(Stored data)
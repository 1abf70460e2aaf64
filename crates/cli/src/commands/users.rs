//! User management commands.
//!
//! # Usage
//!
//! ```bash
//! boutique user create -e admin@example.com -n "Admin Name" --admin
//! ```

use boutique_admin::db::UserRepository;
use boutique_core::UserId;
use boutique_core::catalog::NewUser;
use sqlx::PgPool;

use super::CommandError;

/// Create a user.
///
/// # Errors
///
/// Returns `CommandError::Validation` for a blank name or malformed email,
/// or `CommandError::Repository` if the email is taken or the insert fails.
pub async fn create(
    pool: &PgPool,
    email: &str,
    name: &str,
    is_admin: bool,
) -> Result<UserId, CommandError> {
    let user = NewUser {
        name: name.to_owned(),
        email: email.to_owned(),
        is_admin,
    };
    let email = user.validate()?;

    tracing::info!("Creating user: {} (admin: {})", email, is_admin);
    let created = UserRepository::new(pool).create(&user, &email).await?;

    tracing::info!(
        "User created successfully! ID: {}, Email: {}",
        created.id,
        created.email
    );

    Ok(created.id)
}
--
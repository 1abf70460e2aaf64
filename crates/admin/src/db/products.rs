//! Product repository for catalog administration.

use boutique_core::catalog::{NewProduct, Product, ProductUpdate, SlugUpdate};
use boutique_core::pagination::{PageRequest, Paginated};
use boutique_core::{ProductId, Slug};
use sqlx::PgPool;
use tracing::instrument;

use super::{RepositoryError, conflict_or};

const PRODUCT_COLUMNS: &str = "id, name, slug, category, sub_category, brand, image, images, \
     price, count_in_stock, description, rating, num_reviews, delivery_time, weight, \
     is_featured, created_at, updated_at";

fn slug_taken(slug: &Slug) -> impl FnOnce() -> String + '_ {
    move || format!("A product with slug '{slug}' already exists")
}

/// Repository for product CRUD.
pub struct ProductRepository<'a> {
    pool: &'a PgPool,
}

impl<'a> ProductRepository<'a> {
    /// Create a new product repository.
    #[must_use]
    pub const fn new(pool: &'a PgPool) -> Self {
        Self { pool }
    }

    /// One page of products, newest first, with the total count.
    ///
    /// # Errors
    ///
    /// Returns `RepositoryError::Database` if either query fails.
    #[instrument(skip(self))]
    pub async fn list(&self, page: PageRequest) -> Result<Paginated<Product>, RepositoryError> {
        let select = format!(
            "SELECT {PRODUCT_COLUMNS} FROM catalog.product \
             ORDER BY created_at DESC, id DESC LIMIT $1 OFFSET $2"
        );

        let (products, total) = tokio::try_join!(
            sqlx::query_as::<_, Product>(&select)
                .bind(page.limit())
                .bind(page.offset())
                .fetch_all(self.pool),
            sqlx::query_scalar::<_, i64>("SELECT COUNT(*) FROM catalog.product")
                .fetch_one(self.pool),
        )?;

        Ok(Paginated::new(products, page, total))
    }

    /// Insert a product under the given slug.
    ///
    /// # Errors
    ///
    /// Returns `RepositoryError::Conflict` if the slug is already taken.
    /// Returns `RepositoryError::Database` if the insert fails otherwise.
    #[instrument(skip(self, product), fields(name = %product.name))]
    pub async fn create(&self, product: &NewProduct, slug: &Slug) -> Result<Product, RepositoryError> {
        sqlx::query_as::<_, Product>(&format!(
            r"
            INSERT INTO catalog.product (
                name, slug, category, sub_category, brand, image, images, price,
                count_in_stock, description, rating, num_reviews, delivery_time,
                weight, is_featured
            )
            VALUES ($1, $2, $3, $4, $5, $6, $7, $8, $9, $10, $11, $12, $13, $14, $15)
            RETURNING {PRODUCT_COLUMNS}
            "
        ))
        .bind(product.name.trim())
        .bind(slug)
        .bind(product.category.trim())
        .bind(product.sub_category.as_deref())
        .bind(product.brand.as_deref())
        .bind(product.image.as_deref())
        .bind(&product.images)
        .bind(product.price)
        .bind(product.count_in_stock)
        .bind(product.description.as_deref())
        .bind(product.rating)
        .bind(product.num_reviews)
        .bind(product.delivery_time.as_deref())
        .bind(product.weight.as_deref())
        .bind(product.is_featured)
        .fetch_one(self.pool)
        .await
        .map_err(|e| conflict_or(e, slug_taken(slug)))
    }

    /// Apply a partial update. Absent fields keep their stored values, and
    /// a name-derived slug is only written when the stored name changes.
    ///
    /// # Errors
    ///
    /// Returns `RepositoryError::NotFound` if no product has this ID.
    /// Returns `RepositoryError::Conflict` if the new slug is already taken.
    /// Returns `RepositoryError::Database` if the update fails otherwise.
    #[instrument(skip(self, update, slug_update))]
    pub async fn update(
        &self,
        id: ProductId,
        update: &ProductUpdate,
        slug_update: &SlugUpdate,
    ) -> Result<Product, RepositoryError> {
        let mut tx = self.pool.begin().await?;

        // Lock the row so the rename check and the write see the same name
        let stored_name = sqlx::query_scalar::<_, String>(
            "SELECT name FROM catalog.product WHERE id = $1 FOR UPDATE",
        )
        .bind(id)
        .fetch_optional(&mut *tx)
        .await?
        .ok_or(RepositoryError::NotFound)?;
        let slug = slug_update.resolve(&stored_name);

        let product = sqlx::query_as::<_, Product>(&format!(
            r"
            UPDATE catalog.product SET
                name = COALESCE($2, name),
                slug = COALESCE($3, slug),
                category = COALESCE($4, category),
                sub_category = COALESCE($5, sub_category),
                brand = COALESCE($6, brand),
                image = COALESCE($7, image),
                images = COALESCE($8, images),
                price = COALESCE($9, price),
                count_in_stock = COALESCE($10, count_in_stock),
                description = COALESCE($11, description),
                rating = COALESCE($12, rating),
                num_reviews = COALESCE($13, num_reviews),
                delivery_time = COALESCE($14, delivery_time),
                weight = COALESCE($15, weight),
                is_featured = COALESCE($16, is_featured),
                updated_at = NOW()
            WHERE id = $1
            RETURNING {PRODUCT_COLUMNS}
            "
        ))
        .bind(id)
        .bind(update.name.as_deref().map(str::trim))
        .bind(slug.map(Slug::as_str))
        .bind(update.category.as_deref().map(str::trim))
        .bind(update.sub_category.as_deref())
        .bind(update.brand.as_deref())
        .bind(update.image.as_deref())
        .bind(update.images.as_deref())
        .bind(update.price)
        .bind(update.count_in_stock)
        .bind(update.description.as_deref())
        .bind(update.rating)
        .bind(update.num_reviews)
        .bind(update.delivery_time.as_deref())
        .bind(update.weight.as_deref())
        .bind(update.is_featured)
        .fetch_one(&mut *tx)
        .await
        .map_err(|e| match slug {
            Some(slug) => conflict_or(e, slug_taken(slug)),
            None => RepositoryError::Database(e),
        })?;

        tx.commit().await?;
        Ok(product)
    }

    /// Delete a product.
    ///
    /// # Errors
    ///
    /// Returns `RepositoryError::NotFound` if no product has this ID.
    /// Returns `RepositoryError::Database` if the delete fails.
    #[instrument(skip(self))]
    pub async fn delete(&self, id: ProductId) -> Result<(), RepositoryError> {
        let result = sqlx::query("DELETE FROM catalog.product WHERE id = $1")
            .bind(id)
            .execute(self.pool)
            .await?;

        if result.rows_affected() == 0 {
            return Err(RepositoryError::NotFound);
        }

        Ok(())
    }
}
--
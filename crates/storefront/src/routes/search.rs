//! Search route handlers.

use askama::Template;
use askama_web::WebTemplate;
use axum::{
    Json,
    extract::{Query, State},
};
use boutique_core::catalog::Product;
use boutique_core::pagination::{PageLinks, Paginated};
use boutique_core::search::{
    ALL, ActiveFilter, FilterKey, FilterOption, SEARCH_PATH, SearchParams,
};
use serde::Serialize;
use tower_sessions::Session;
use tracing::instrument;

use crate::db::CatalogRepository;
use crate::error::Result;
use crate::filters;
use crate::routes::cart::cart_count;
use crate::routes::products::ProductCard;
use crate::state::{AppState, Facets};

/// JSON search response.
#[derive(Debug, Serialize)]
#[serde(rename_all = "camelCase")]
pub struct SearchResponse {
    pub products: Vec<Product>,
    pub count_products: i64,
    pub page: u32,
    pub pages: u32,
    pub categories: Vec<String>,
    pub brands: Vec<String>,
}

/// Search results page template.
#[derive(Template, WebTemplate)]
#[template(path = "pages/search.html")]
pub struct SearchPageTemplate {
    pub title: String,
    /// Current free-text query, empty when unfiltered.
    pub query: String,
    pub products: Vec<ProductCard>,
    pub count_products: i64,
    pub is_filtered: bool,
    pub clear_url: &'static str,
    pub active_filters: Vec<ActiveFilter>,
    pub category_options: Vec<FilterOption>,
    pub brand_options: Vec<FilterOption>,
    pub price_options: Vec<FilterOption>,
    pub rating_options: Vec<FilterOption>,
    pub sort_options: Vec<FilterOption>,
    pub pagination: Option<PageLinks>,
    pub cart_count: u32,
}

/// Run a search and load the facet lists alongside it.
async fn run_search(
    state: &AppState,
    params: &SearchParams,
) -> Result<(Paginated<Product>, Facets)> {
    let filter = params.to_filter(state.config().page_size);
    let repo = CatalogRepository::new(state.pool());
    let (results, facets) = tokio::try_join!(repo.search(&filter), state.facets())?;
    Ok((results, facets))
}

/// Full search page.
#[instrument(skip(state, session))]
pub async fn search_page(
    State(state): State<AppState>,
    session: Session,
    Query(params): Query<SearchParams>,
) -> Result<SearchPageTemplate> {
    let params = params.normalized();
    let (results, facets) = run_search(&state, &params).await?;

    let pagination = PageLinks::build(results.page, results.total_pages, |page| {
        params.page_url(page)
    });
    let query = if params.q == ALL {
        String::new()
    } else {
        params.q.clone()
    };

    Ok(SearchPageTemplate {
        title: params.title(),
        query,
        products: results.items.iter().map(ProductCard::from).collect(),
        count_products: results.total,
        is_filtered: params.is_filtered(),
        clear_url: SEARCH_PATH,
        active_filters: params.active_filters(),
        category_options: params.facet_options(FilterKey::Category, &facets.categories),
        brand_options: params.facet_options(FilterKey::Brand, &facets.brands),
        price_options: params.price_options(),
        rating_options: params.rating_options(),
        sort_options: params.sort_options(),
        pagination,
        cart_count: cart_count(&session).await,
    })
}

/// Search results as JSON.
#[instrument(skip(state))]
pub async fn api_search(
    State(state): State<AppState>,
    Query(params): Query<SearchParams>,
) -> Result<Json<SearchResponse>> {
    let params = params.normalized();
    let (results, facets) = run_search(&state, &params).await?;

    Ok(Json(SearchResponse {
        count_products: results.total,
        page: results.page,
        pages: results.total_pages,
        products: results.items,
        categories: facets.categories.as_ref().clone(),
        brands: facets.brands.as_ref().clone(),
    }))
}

**Required work:** Reproduce only the lines above spanning from the line containing "stored name changes." through the line containing "let slug = slug_update.resolve(&stored_name);", word for word.

**Response area:**
    /// a name-derived slug is only written when the stored name changes.
    ///
    /// # Errors
    ///
    /// Returns `RepositoryError::NotFound` if no product has this ID.
    /// Returns `RepositoryError::Conflict` if the new slug is already taken.
    /// Returns `RepositoryError::Database` if the update fails otherwise.
    #[instrument(skip(self, update, slug_update))]
    pub async fn update(
        &self,
        id: ProductId,
        update: &ProductUpdate,
        slug_update: &SlugUpdate,
    ) -> Result<Product, RepositoryError> {
        let mut tx = self.pool.begin().await?;

        // Lock the row so the rename check and the write see the same name
        let stored_name = sqlx::query_scalar::<_, String>(
            "SELECT name FROM catalog.product WHERE id = $1 FOR UPDATE",
        )
        .bind(id)
        .fetch_optional(&mut *tx)
        .await?
        .ok_or(RepositoryError::NotFound)?;
        let slug = slug_update.resolve(&stored_name);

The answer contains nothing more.